1. This site uses cookies. By continuing to use this site, you are agreeing to our use of cookies. Learn More.

HRM help if I may please

Discussion in 'Bicycle Mechanics and Repairs' started by Bigtallfatbloke, 1 Jan 2008.

  1. Bigtallfatbloke

    Bigtallfatbloke New Member

    Ok so today was my first ever ride with my first ever Heart rate moniter (which I got for christmas). It worked perfectly, but I am wondering If i have got it set correctly. I set it for my age (46) and it automatically gave me the lower and upper levels for a fat burning programme of 113 and 96 bpm. I set off and did my usual 25 miles. But I found it impossible to ride as slowly as the moniter was telling me to (to fit in the range). I was happy at between 130-145 bpm and completed the ride without getting out of puff at all. The alarm was going off throughout the ride telling me to slow down/reduce the bpm. I was riding at around 75-80% of my max bpm roughly.

    Anyway my questions are:

    1) Do i really need to ride at such a slow rate to stay in the fat burn zone?
    2) am I actually fitter than I think?
    3) should I set the moniter to a lower age maybe?

    I thought that riding at a pace which exerts you but doesnt see you getting out of breath was the optimum fat burning pace(ish)...which was what i was doing...but the moniter thought I was doing too much.

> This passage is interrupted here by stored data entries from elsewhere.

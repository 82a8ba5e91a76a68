//! Locator strings select a migration source or destination.
//!
//! Supported forms:
//!
//! ```text
//! couchdb://<host>[:<port>]/<database>
//! csv:<filename>
//! json:<filename>
//! dir://<directory>
//! zip://<zipfile>
//! ```

use std::fmt;
use std::path::PathBuf;
use std::str::FromStr;

use docport_api::{Error, Result};
use url::Url;

/// Default CouchDB port, used when the locator omits one.
pub const COUCHDB_DEFAULT_PORT: u16 = 5984;

/// A parsed source/destination locator.
///
/// Parsing is strict: an unknown scheme, an empty path, or a `couchdb`
/// URL without exactly one database segment is rejected. `Display`
/// reproduces the canonical string form.
#[derive(Debug, Clone, PartialEq, Eq)]
pub enum Locator {
    /// `couchdb://host:port/db` — the URL keeps the `couchdb` scheme;
    /// backends map it to plain HTTP.
    CouchDb(Url),
    /// `csv:<filename>`
    Csv(PathBuf),
    /// `json:<filename>` — a JSON Lines file.
    Json(PathBuf),
    /// `dir://<directory>`
    Dir(PathBuf),
    /// `zip://<zipfile>`
    Zip(PathBuf),
}

impl Locator {
    /// The locator's scheme keyword.
    pub fn scheme(&self) -> &'static str {
        match self {
            Locator::CouchDb(_) => "couchdb",
            Locator::Csv(_) => "csv",
            Locator::Json(_) => "json",
            Locator::Dir(_) => "dir",
            Locator::Zip(_) => "zip",
        }
    }
}

impl FromStr for Locator {
    type Err = Error;

    fn from_str(s: &str) -> Result<Self> {
        if s.starts_with("couchdb://") {
            let url = Url::parse(s).map_err(|e| Error::Locator(format!("{s:?}: {e}")))?;
            validate_couchdb(&url)?;
            return Ok(Locator::CouchDb(url));
        }
        if let Some(path) = s.strip_prefix("dir://") {
            return nonempty(path, s).map(|p| Locator::Dir(PathBuf::from(p)));
        }
        if let Some(path) = s.strip_prefix("zip://") {
            return nonempty(path, s).map(|p| Locator::Zip(PathBuf::from(p)));
        }
        if let Some(path) = s.strip_prefix("csv:") {
            return nonempty(path, s).map(|p| Locator::Csv(PathBuf::from(p)));
        }
        if let Some(path) = s.strip_prefix("json:") {
            return nonempty(path, s).map(|p| Locator::Json(PathBuf::from(p)));
        }
        Err(Error::Locator(format!("unrecognized scheme in {s:?}")))
    }
}

impl fmt::Display for Locator {
    fn fmt(&self, f: &mut fmt::Formatter<'_>) -> fmt::Result {
        match self {
            Locator::CouchDb(url) => write!(f, "{url}"),
            Locator::Csv(p) => write!(f, "csv:{}", p.display()),
            Locator::Json(p) => write!(f, "json:{}", p.display()),
            Locator::Dir(p) => write!(f, "dir://{}", p.display()),
            Locator::Zip(p) => write!(f, "zip://{}", p.display()),
        }
    }
}

fn nonempty<'a>(path: &'a str, whole: &str) -> Result<&'a str> {
    if path.is_empty() {
        Err(Error::Locator(format!("missing path in {whole:?}")))
    } else {
        Ok(path)
    }
}

fn validate_couchdb(url: &Url) -> Result<()> {
    if url.host_str().is_none() {
        return Err(Error::Locator(format!("missing host in {url}")));
    }
    if url.query().is_some() || url.fragment().is_some() {
        return Err(Error::Locator(format!(
            "couchdb locator must not carry a query or fragment: {url}"
        )));
    }
    couchdb_database(url).map(|_| ())
}

/// Extracts the single database segment from a couchdb locator URL.
pub(crate) fn couchdb_database(url: &Url) -> Result<&str> {
    let mut segments = url
        .path_segments()
        .map(|s| s.filter(|p| !p.is_empty()))
        .ok_or_else(|| Error::Locator(format!("missing database in {url}")))?;
    let db = segments
        .next()
        .ok_or_else(|| Error::Locator(format!("missing database in {url}")))?;
    if segments.next().is_some() {
        return Err(Error::Locator(format!(
            "couchdb locator must name exactly one database: {url}"
        )));
    }
    Ok(db)
}
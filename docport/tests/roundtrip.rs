use docport::{
    DocumentReader, DocumentWriter, Error, Locator, Record, migrate, migrate_with_progress,
    open_expanded_writer, open_reader, open_writer,
};
use serde_json::{Value, json};
use tempfile::tempdir;

fn record(id: &str, value: Value) -> Record {
    let Value::Object(map) = value else {
        panic!("expected object")
    };
    Record::new(id, map)
}

fn locator(s: impl AsRef<str>) -> Locator {
    s.as_ref().parse().unwrap()
}

fn seed(destination: &Locator) {
    let mut writer = open_writer(destination).unwrap();
    writer
        .write(&record("beer-1", json!({"name": "pale", "abv": 5.2})))
        .unwrap();
    writer
        .write(&record("beer-2", json!({"name": "stout", "tags": ["dark"]})))
        .unwrap();
    writer
        .write(&record(
            "_design/views",
            json!({"views": {"all": {"map": "emit"}}}),
        ))
        .unwrap();
    writer.finish().unwrap();
}

fn read_back(source: &Locator) -> Vec<Record> {
    let mut reader = open_reader(source).unwrap();
    reader.records().collect::<Result<Vec<_>, _>>().unwrap()
}

fn sorted(mut records: Vec<Record>) -> Vec<Record> {
    records.sort_by(|a, b| a.id.cmp(&b.id));
    records
}

#[test]
fn dir_to_json_migration_counts_and_preserves() {
    let dir = tempdir().unwrap();
    let src = locator(format!("dir://{}", dir.path().join("src").display()));
    let dst = locator(format!("json:{}", dir.path().join("out.jsonl").display()));
    seed(&src);

    let stats = migrate(open_reader(&src).unwrap(), open_writer(&dst).unwrap()).unwrap();
    assert_eq!(stats.documents, 2);
    assert_eq!(stats.design_documents, 1);
    assert_eq!(stats.total(), 3);

    let records = read_back(&dst);
    assert_eq!(records.len(), 3);
    assert_eq!(records.iter().filter(|r| r.is_design()).count(), 1);
    let beer = records.iter().find(|r| r.id == "beer-1").unwrap();
    assert_eq!(beer.value["abv"], json!(5.2));
}

#[test]
fn json_to_zip_round_trip_preserves_records() {
    let dir = tempdir().unwrap();
    let json_loc = locator(format!("json:{}", dir.path().join("dump.jsonl").display()));
    let zip_loc = locator(format!("zip://{}", dir.path().join("backup.zip").display()));
    seed(&json_loc);

    migrate(
        open_reader(&json_loc).unwrap(),
        open_writer(&zip_loc).unwrap(),
    )
    .unwrap();

    assert_eq!(sorted(read_back(&json_loc)), sorted(read_back(&zip_loc)));
}

#[test]
fn expanded_dir_destination_reassembles_documents() {
    let dir = tempdir().unwrap();
    let json_loc = locator(format!("json:{}", dir.path().join("dump.jsonl").display()));
    let dir_loc = locator(format!("dir://{}", dir.path().join("tree").display()));
    seed(&json_loc);

    migrate(
        open_reader(&json_loc).unwrap(),
        open_expanded_writer(&dir_loc).unwrap(),
    )
    .unwrap();

    assert!(dir.path().join("tree/docs/beer-1/name.json").is_file());
    assert!(dir.path().join("tree/design_docs/views/views/all/map.json").is_file());
    assert_eq!(sorted(read_back(&json_loc)), sorted(read_back(&dir_loc)));
}

#[test]
fn expanded_mode_needs_a_dir_or_zip_destination() {
    let Err(err) = open_expanded_writer(&locator("csv:out.csv")) else {
        panic!("expected a destination error")
    };
    assert!(matches!(err, Error::Destination(_)));
}

#[test]
fn progress_callback_sees_every_record() {
    let dir = tempdir().unwrap();
    let src = locator(format!("dir://{}", dir.path().join("src").display()));
    let dst = locator(format!("json:{}", dir.path().join("out.jsonl").display()));
    seed(&src);

    let mut ids = Vec::new();
    migrate_with_progress(
        open_reader(&src).unwrap(),
        open_writer(&dst).unwrap(),
        |record| ids.push(record.id.clone()),
    )
    .unwrap();

    assert_eq!(ids.len(), 3);
    assert!(ids.contains(&"_design/views".to_string()));
}
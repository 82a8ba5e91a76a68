//! # docport
//!
//! Move documents between CouchDB databases, CSV files, JSON Lines files,
//! directory trees and ZIP archives.
//!
//! A migration is one pass: a [`DocumentReader`] streams [`Record`]s out
//! of the source, [`migrate`] checks ids and counts, a [`DocumentWriter`]
//! stores them. Endpoints are named by [`Locator`] strings such as
//! `couchdb://localhost:5984/beers` or `zip://backup.zip`.
//!
//! ## 🚀 Quickstart
//!
//! ```rust,no_run
//! use docport::{Locator, migrate, open_reader, open_writer};
//!
//! fn main() -> docport::Result<()> {
//!     let source: Locator = "couchdb://localhost:5984/beers".parse()?;
//!     let destination: Locator = "zip://beers-backup.zip".parse()?;
//!
//!     let reader = open_reader(&source)?;
//!     let writer = open_writer(&destination)?;
//!     let stats = migrate(reader, writer)?;
//!     println!(
//!         "copied {} documents in {:.1}s",
//!         stats.total(),
//!         stats.duration_secs
//!     );
//!     Ok(())
//! }
//! ```
//!
//! ## 💡 Core Concepts
//!
//! - **[`Record`]**: one document, an id plus a JSON object body. Ids
//!   starting with `_design/` mark design documents.
//! - **[`Locator`]**: a parsed endpoint name; [`open_reader`] and
//!   [`open_writer`] turn it into a boxed endpoint.
//! - **[`migrate`] / [`migrate_with_progress`]**: the single-pass driver
//!   with id checking and counting.
//! - **[`crypto`]**: field-level encryption contracts, independent of the
//!   migration pipeline.
//!
//! Deprecated pre-0.2 names remain importable from [`compat`].

pub mod compat;
mod migrate;

pub use docport_api::{
    DESIGN_PREFIX, DocumentReader, DocumentWriter, Error, Record, Records, Result,
};
pub use docport_crypto as crypto;
pub use docport_formats::{
    CouchDbReader, CouchDbWriter, CsvReader, CsvWriter, DirReader, DirWriter, JsonReader,
    JsonWriter, Locator, ZipReader, ZipWriter,
};

pub use crate::migrate::{MigrateStats, migrate, migrate_with_progress};

/// Opens the reader for a locator.
pub fn open_reader(locator: &Locator) -> Result<Box<dyn DocumentReader>> {
    Ok(match locator {
        Locator::CouchDb(url) => Box::new(CouchDbReader::open(url)?),
        Locator::Csv(path) => Box::new(CsvReader::open(path)?),
        Locator::Json(path) => Box::new(JsonReader::open(path)?),
        Locator::Dir(path) => Box::new(DirReader::open(path)?),
        Locator::Zip(path) => Box::new(ZipReader::open(path)?),
    })
}

/// Opens the writer for a locator, storing each document in one piece.
pub fn open_writer(locator: &Locator) -> Result<Box<dyn DocumentWriter>> {
    Ok(match locator {
        Locator::CouchDb(url) => Box::new(CouchDbWriter::create(url)?),
        Locator::Csv(path) => Box::new(CsvWriter::create(path)?),
        Locator::Json(path) => Box::new(JsonWriter::create(path)?),
        Locator::Dir(path) => Box::new(DirWriter::create(path, false)?),
        Locator::Zip(path) => Box::new(ZipWriter::create(path, false)?),
    })
}

/// Opens a writer that stores documents in expanded form, one file per
/// leaf value. Only directory and ZIP destinations support this.
pub fn open_expanded_writer(locator: &Locator) -> Result<Box<dyn DocumentWriter>> {
    match locator {
        Locator::Dir(path) => Ok(Box::new(DirWriter::create(path, true)?)),
        Locator::Zip(path) => Ok(Box::new(ZipWriter::create(path, true)?)),
        other => Err(Error::Destination(format!(
            "expanded documents require a dir or zip destination, got {}",
            other.scheme()
        ))),
    }
}
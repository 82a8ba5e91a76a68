use thiserror::Error;

pub type Result<T> = std::result::Result<T, Error>;

/// Errors shared by every docport backend and the migrate driver.
///
/// Backend crates fold the error types of their own dependencies (csv, zip,
/// reqwest) into the string-carrying variants so that this enum stays free
/// of those dependencies.
#[derive(Debug, Error)]
pub enum Error {
    #[error("io error: {0}")]
    Io(#[from] std::io::Error),

    #[error("json error: {0}")]
    Json(#[from] serde_json::Error),

    #[error("invalid locator: {0}")]
    Locator(String),

    #[error("document id must not be empty")]
    EmptyDocId,

    #[error("duplicate document id: {0}")]
    DuplicateDocId(String),

    #[error("csv error: {0}")]
    Csv(String),

    #[error("http error: {0}")]
    Http(String),

    #[error("zip archive error: {0}")]
    Zip(String),

    #[error("source error: {0}")]
    Source(String),

    #[error("destination error: {0}")]
    Destination(String),
}
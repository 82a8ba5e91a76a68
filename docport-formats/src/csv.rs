//! CSV source and destination (`csv:<filename>`).
//!
//! The header row is taken from the first record written: an `id` column
//! first, then that record's keys in sorted order. Later records may omit
//! header keys (empty cell) but may not introduce new ones — dropping a key
//! silently would break the read-back guarantee, so that aborts instead.
//!
//! Cells hold raw text for string values and compact JSON for everything
//! else; the reader parses a cell as JSON when it can and falls back to a
//! plain string. CSV is the one lossy backend: value types survive only as
//! far as that encoding carries them.

use std::collections::HashMap;
use std::fs::File;
use std::path::{Path, PathBuf};

use docport_api::{DocumentReader, DocumentWriter, Error, Record, Result};
use serde_json::{Map, Value};
use tracing::debug;

const ID_COLUMN: &str = "id";

/// Streams records out of a CSV file.
pub struct CsvReader {
    rows: csv::StringRecordsIntoIter<File>,
    header: csv::StringRecord,
    id_index: usize,
    path: PathBuf,
    /// Header-only or empty files yield an empty sequence.
    empty: bool,
}

impl CsvReader {
    /// Opens a CSV source.
    ///
    /// # Errors
    ///
    /// Fails if the file cannot be opened or has columns but no `id`
    /// column. A file without any header is treated as an empty source.
    pub fn open(path: impl AsRef<Path>) -> Result<Self> {
        let path = path.as_ref().to_path_buf();
        let mut reader = csv::ReaderBuilder::new()
            .from_path(&path)
            .map_err(|e| Error::Csv(e.to_string()))?;
        let header = reader
            .headers()
            .map_err(|e| Error::Csv(e.to_string()))?
            .clone();
        let empty = header.is_empty();
        let id_index = match header.iter().position(|name| name == ID_COLUMN) {
            Some(index) => index,
            None if empty => 0,
            None => {
                return Err(Error::Csv(format!(
                    "missing required column {ID_COLUMN:?} in {}",
                    path.display()
                )));
            }
        };
        debug!(path = %path.display(), columns = header.len(), "opened csv source");
        Ok(Self {
            rows: reader.into_records(),
            header,
            id_index,
            path,
            empty,
        })
    }
}

impl DocumentReader for CsvReader {
    fn next_record(&mut self) -> Result<Option<Record>> {
        if self.empty {
            return Ok(None);
        }
        let row = match self.rows.next() {
            None => return Ok(None),
            Some(Err(e)) => {
                return Err(Error::Csv(format!("{}: {e}", self.path.display())));
            }
            Some(Ok(row)) => row,
        };

        let id = row.get(self.id_index).unwrap_or("");
        if id.is_empty() {
            return Err(Error::EmptyDocId);
        }

        // Rows and header have equal length; the csv reader rejects ragged rows.
        let mut value = Map::new();
        for (index, (column, cell)) in self.header.iter().zip(row.iter()).enumerate() {
            if index == self.id_index || cell.is_empty() {
                continue;
            }
            value.insert(column.to_string(), decode_cell(cell));
        }
        Record::from_source(id, value).map(Some)
    }
}

/// Writes records to a CSV file, one row each.
pub struct CsvWriter {
    writer: csv::Writer<File>,
    /// Value key → cell position, fixed by the first record. Positions
    /// start at 1; cell 0 always holds the document id.
    columns: HashMap<String, usize>,
    width: usize,
    header_written: bool,
}

impl CsvWriter {
    /// Creates (truncating) the destination file. The header is not
    /// written until the first record arrives.
    pub fn create(path: impl AsRef<Path>) -> Result<Self> {
        let writer = csv::WriterBuilder::new()
            .from_path(path.as_ref())
            .map_err(|e| Error::Csv(e.to_string()))?;
        Ok(Self {
            writer,
            columns: HashMap::new(),
            width: 0,
            header_written: false,
        })
    }

    fn write_header(&mut self, record: &Record) -> Result<()> {
        let mut names: Vec<&str> = record.value.keys().map(String::as_str).collect();
        names.sort_unstable();

        let mut header = Vec::with_capacity(names.len() + 1);
        header.push(ID_COLUMN);
        header.extend(names.iter().copied());
        self.writer
            .write_record(&header)
            .map_err(|e| Error::Csv(e.to_string()))?;

        self.width = header.len();
        // Value keys only. A key literally named "id" gets its own column
        // and must never route into cell 0.
        self.columns = names
            .into_iter()
            .enumerate()
            .map(|(index, name)| (name.to_string(), index + 1))
            .collect();
        self.header_written = true;
        Ok(())
    }
}

impl DocumentWriter for CsvWriter {
    fn write(&mut self, record: &Record) -> Result<()> {
        if !self.header_written {
            self.write_header(record)?;
        }

        let mut row = vec![String::new(); self.width];
        row[0] = record.id.clone();
        for (key, value) in &record.value {
            let index = *self.columns.get(key).ok_or_else(|| {
                Error::Csv(format!(
                    "document {:?} has key {key:?} not present in the csv header",
                    record.id
                ))
            })?;
            row[index] = encode_cell(value)?;
        }
        self.writer
            .write_record(&row)
            .map_err(|e| Error::Csv(e.to_string()))
    }

    fn finish(&mut self) -> Result<()> {
        self.writer.flush()?;
        Ok(())
    }
}

fn encode_cell(value: &Value) -> Result<String> {
    match value {
        Value::String(s) => Ok(s.clone()),
        other => Ok(serde_json::to_string(other)?),
    }
}

fn decode_cell(cell: &str) -> Value {
    serde_json::from_str(cell).unwrap_or_else(|_| Value::String(cell.to_string()))
}
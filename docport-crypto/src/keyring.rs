use std::collections::HashMap;

use crate::{CryptoError, Key, Keyring, Result};

/// An in-memory keyring for tests and development.
///
/// Key material sits in process memory in the clear, with no rotation and
/// no access control. Do not use this in production; implement [`Keyring`]
/// over a real key store instead.
#[derive(Debug, Default)]
pub struct InsecureKeyring {
    keys: HashMap<String, Vec<u8>>,
}

impl InsecureKeyring {
    pub fn new() -> Self {
        Self::default()
    }

    /// Adds a key, replacing any previous material under the same id.
    pub fn insert(&mut self, id: impl Into<String>, material: impl Into<Vec<u8>>) {
        self.keys.insert(id.into(), material.into());
    }
}

impl Keyring for InsecureKeyring {
    fn get(&self, key_id: &str) -> Result<Key> {
        self.keys
            .get(key_id)
            .map(|material| Key::new(key_id, material.clone()))
            .ok_or_else(|| CryptoError::CryptoKeyNotFound(key_id.to_string()))
    }
}

#[cfg(test)]
mod tests {
    use super::*;

    #[test]
    fn resolves_known_ids_and_reports_unknown_ones() {
        let mut keyring = InsecureKeyring::new();
        keyring.insert("k1", b"secret".to_vec());

        let key = keyring.get("k1").unwrap();
        assert_eq!(key.id, "k1");
        assert_eq!(key.material, b"secret");

        assert!(matches!(
            keyring.get("k2"),
            Err(CryptoError::CryptoKeyNotFound(_))
        ));
    }
}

    I want to burn fat primarily. On todays ride I really felt that the moniter was underestimating my 'ability'...

    ...any thoughts ?
     
  2. Twenty Inch

    Twenty Inch New Member

    Location:
    Behind a desk
    You'll need to cycle much slower than you think to burn fat. It can be really frustrating.

    Did the HRM invite you to enter your weight as well as your age?

    There's plenty of info on the web about using HRMs to increase fitness - you might find it useful if you only have a basic model. They are a tool, like any other, and need to be used correctly.
     
  3. frog

    frog Guest

    Welcome to the wondeful world of the obsessive number freak. :smile:

    As I understand it, the 'fat burning' rate is about 10 - 12 mph and taking it very gently. The figure you need to take note of is the average for the ride. It's amazing that putting a bit of zing into the pace will give you a significantly higher average. On the other hand a normal ride with a bit less effort on the tough bits will give you one on the lower side.

    I'd say it was almost impossible to ride at the fat burning rate outside a gym environment. The road just throws too many changes to the output to keep it constant.

    I wouldn't get disappointed at what you are reading on the HRM. You're going to burn something on the ride even if the HRM isn't recording it as such.

    One thing you will notice is the reduced rates you clock as the weight comes off :smile:
     
  4. OP
    OP
    Bigtallfatbloke

    Bigtallfatbloke New Member

    no it doesnt have that facility...erm...well I havent found it yet anyway.

    Would I be right to assume then that if the moniter is currently programmed correctly that i need to be riding a lot slower to burn off the fat? ...which in turn tells me that I need to be doing longer rides at this slower pace right?
     
  5. John Ponting

    John Ponting Über Member

    Location:
    Herts
    Sounds about right BTFB. Back in the days ... winter rides were around the 2 - 4 hours at a nice steady pace. Pros like Armstrong based their training on steady 5 - 7 hour rides with regular primes to keep the interest up. I suspect 'steady' for Armstrong was a bit brisk for me.


    hopefully somebody with coaching knowledge will put it a bit more elegantly than me.
     
  6. Crackle

    Crackle Pah Staff Member

    Location:
    Wirral
    To set zones and use them effectively you need to determine your actual max HR as well as your resting HR. The Max based on your age is notoriously innacurate.

    Example my theoretical max is 220-44=176
    Actual max =191

    If I used the theoretical my training zones would be meaningless.

    I determined my own Max by doing a self test, you can find many examples on the internet. It basically involves a warm up and then going all out for a short distance, preferrably up a slight incline. If you don't see stars and feel like you're going to die then you haven't tried hard enough. This should give you as accurate a Max as you will get without going to a lab - Caveats apply about being in good health and fit yabba, yabba, otherwise it might kill you!

    Without doing this you are getting meaningless info.